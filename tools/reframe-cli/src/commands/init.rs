//! Write default solver options or application config.

use std::path::{Path, PathBuf};

use reframe_common::config::{config_file_path, AppConfig};
use reframe_path_solver::KinematicOptions;

pub fn run(path: Option<PathBuf>, write_config: bool, force: bool) -> anyhow::Result<()> {
    if write_config {
        let path = path.unwrap_or_else(config_file_path);
        ensure_writable(&path, force)?;
        AppConfig::default()
            .save_to(&path)
            .map_err(|e| anyhow::anyhow!("Failed to write config: {e}"))?;
        println!("Default config written to: {}", path.display());
        return Ok(());
    }

    let path = path.ok_or_else(|| anyhow::anyhow!("An output path is required"))?;
    ensure_writable(&path, force)?;
    if let Some(parent) = path.parent().filter(|p| !p.as_os_str().is_empty()) {
        std::fs::create_dir_all(parent)?;
    }

    let json = KinematicOptions::default().to_json_pretty()?;
    std::fs::write(&path, format!("{json}\n"))?;

    println!("Default solver options written to: {}", path.display());
    Ok(())
}

fn ensure_writable(path: &Path, force: bool) -> anyhow::Result<()> {
    if path.exists() && !force {
        anyhow::bail!("{} already exists (use --force to overwrite)", path.display());
    }
    Ok(())
}
//! Reframe Common Utilities
//!
//! Shared infrastructure for all Reframe crates:
//! - Error types and result aliases
//! - Microsecond conversion and frame-tick utilities
//! - Tracing/logging initialization
//! - Configuration loading

pub mod clock;
pub mod config;
pub mod error;
pub mod logging;

pub use clock::*;
pub use config::*;
pub use error::*;
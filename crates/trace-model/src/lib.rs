//! Reframe Trace Model
//!
//! Serializable data for feeding and inspecting the path solver:
//! - **Traces:** JSONL recordings of observations and reconfiguration events
//! - **Solved paths:** per-record solver output for downstream renderers

pub mod solved;
pub mod trace;

pub use solved::{solved_to_jsonl, SolvedHeader, SolvedSample};
pub use trace::{
    parse_trace, Axis, RecordCounts, RecordKind, TimestampUs, Trace, TraceHeader, TraceRecord,
    TRACE_SCHEMA_VERSION,
};
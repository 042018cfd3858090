//! Solver error taxonomy.
//!
//! Every variant is a precondition violation detected before any state is
//! written, so a rejected call leaves the solver exactly as it was.

use reframe_common::error::ReframeError;

#[derive(Debug, Clone, PartialEq, thiserror::Error)]
pub enum SolverError {
    /// Options or initial bounds are unusable. The solver stays
    /// uninitialized and must be rebuilt with fixed options.
    #[error("invalid configuration: {reason}")]
    InvalidConfiguration { reason: String },

    #[error("{operation} called before first observation added")]
    NotInitialized { operation: &'static str },

    /// Upstream clock or ordering bug; drop or re-timestamp the sample.
    #[error("timestamp {timestamp_us}us does not advance past current time {current_time_us}us")]
    NonMonotonicTime {
        timestamp_us: u64,
        current_time_us: u64,
    },

    #[error("pixels_per_degree must be larger than 0, got {pixels_per_degree}")]
    InvalidScale { pixels_per_degree: f64 },

    #[error("min_location {min_location} must be below max_location {max_location}")]
    InvalidBounds { min_location: i32, max_location: i32 },
}

pub type SolverResult<T> = Result<T, SolverError>;

impl SolverError {
    pub(crate) fn config(reason: impl Into<String>) -> Self {
        Self::InvalidConfiguration {
            reason: reason.into(),
        }
    }
}

impl From<SolverError> for ReframeError {
    fn from(err: SolverError) -> Self {
        ReframeError::solver(err.to_string())
    }
}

- [WORK TASK] The records above need to be written out once more, exactly.

- [YOUR SOLUTION]
filename tools/reframe-cli/src/commands/init.rs
//! Write default solver options or application config.

use std::path::{Path, PathBuf};

use reframe_common::config::{config_file_path, AppConfig};
use reframe_path_solver::KinematicOptions;

pub fn run(path: Option<PathBuf>, write_config: bool, force: bool) -> anyhow::Result<()> {
    if write_config {
        let path = path.unwrap_or_else(config_file_path);
        ensure_writable(&path, force)?;
        AppConfig::default()
            .save_to(&path)
            .map_err(|e| anyhow::anyhow!("Failed to write config: {e}"))?;
        println!("Default config written to: {}", path.display());
        return Ok(());
    }

    let path = path.ok_or_else(|| anyhow::anyhow!("An output path is required"))?;
    ensure_writable(&path, force)?;
    if let Some(parent) = path.parent().filter(|p| !p.as_os_str().is_empty()) {
        std::fs::create_dir_all(parent)?;
    }

    let json = KinematicOptions::default().to_json_pretty()?;
    std::fs::write(&path, format!("{json}\n"))?;

    println!("Default solver options written to: {}", path.display());
    Ok(())
}

fn ensure_writable(path: &Path, force: bool) -> anyhow::Result<()> {
    if path.exists() && !force {
        anyhow::bail!("{} already exists (use --force to overwrite)", path.display());
    }
    Ok(())
}
//! Reframe Common Utilities
//!
//! Shared infrastructure for all Reframe crates:
//! - Error types and result aliases
//! - Microsecond conversion and frame-tick utilities
//! - Tracing/logging initialization
//! - Configuration loading

pub mod clock;
pub mod config;
pub mod error;
pub mod logging;

pub use clock::*;
pub use config::*;
pub use error::*;
filename crates/trace-model/src/lib.rs
//! Reframe Trace Model
//!
//! Serializable data for feeding and inspecting the path solver:
//! - **Traces:** JSONL recordings of observations and reconfiguration events
//! - **Solved paths:** per-record solver output for downstream renderers

pub mod solved;
pub mod trace;

pub use solved::{solved_to_jsonl, SolvedHeader, SolvedSample};
pub use trace::{
    parse_trace, Axis, RecordCounts, RecordKind, TimestampUs, Trace, TraceHeader, TraceRecord,
    TRACE_SCHEMA_VERSION,
};
repository 042018cfd3858090
//! Solver error taxonomy.
//!
//! Every variant is a precondition violation detected before any state is
//! written, so a rejected call leaves the solver exactly as it was.

use reframe_common::error::ReframeError;

#[derive(Debug, Clone, PartialEq, thiserror::Error)]
pub enum SolverError {
    /// Options or initial bounds are unusable. The solver stays
    /// uninitialized and must be rebuilt with fixed options.
    #[error("invalid configuration: {reason}")]
    InvalidConfiguration { reason: String },

    #[error("{operation} called before first observation added")]
    NotInitialized { operation: &'static str },

    /// Upstream clock or ordering bug; drop or re-timestamp the sample.
    #[error("timestamp {timestamp_us}us does not advance past current time {current_time_us}us")]
    NonMonotonicTime {
        timestamp_us: u64,
        current_time_us: u64,
    },

    #[error("pixels_per_degree must be larger than 0, got {pixels_per_degree}")]
    InvalidScale { pixels_per_degree: f64 },

    #[error("min_location {min_location} must be below max_location {max_location}")]
    InvalidBounds { min_location: i32, max_location: i32 },
}

pub type SolverResult<T> = Result<T, SolverError>;

impl SolverError {
    pub(crate) fn config(reason: impl Into<String>) -> Self {
        Self::InvalidConfiguration {
            reason: reason.into(),
        }
    }
}

impl From<SolverError> for ReframeError {
    fn from(err: SolverError) -> Self {
        ReframeError::solver(err.to_string())
    }
}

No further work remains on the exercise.